Work to complete. Below are records to write out again, exactly as they read.
====
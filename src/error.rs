use thiserror::Error;

/// Errors surfaced by the boot-slot selection core.
///
/// Variants match the taxonomy one-to-one: callers match on the variant
/// rather than inspect a string. The core never retries a failed mutation;
/// see the module-level docs on [`crate::dispatcher`].
#[derive(Error, Debug)]
pub enum Error {
    /// Unknown bootloader name, or a required external tool is missing
    /// from `$PATH`.
    #[error("unsupported bootloader configuration: {0}")]
    Unsupported(String),

    /// The slot has no `bootname` and cannot be mapped to a bootloader
    /// entry. Indicates a programming error in the caller, which should
    /// only ask the core about bootable slots.
    #[error("slot '{0}' has no bootname and is not bootable")]
    NotBootable(String),

    /// An external tool invocation exited non-zero.
    #[error("backend command '{command}' failed: {stderr}")]
    BackendError { command: String, stderr: String },

    /// Tool output could not be interpreted.
    #[error("failed to parse backend output, offending line: '{line}'")]
    ParseError { line: String },

    /// No slot currently qualifies as primary.
    #[error("no slot qualifies as primary in the current bootloader state")]
    NoPrimary,
}

impl Error {
    pub(crate) fn backend(command: impl Into<String>, stderr: impl Into<String>) -> Self {
        Self::BackendError {
            command: command.into(),
            stderr: stderr.into(),
        }
    }

    pub(crate) fn parse(line: impl Into<String>) -> Self {
        Self::ParseError { line: line.into() }
    }
}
====
Answer area.
filename src/error.rs
use thiserror::Error;

/// Errors surfaced by the boot-slot selection core.
///
/// Variants match the taxonomy one-to-one: callers match on the variant
/// rather than inspect a string. The core never retries a failed mutation;
/// see the module-level docs on [`crate::dispatcher`].
#[derive(Error, Debug)]
pub enum Error {
    /// Unknown bootloader name, or a required external tool is missing
    /// from `$PATH`.
    #[error("unsupported bootloader configuration: {0}")]
    Unsupported(String),

    /// The slot has no `bootname` and cannot be mapped to a bootloader
    /// entry. Indicates a programming error in the caller, which should
    /// only ask the core about bootable slots.
    #[error("slot '{0}' has no bootname and is not bootable")]
    NotBootable(String),

    /// An external tool invocation exited non-zero.
    #[error("backend command '{command}' failed: {stderr}")]
    BackendError { command: String, stderr: String },

    /// Tool output could not be interpreted.
    #[error("failed to parse backend output, offending line: '{line}'")]
    ParseError { line: String },

    /// No slot currently qualifies as primary.
    #[error("no slot qualifies as primary in the current bootloader state")]
    NoPrimary,
}

impl Error {
    pub(crate) fn backend(command: impl Into<String>, stderr: impl Into<String>) -> Self {
        Self::BackendError {
            command: command.into(),
            stderr: stderr.into(),
        }
    }

    pub(crate) fn parse(line: impl Into<String>) -> Self {
        Self::ParseError { line: line.into() }
    }
}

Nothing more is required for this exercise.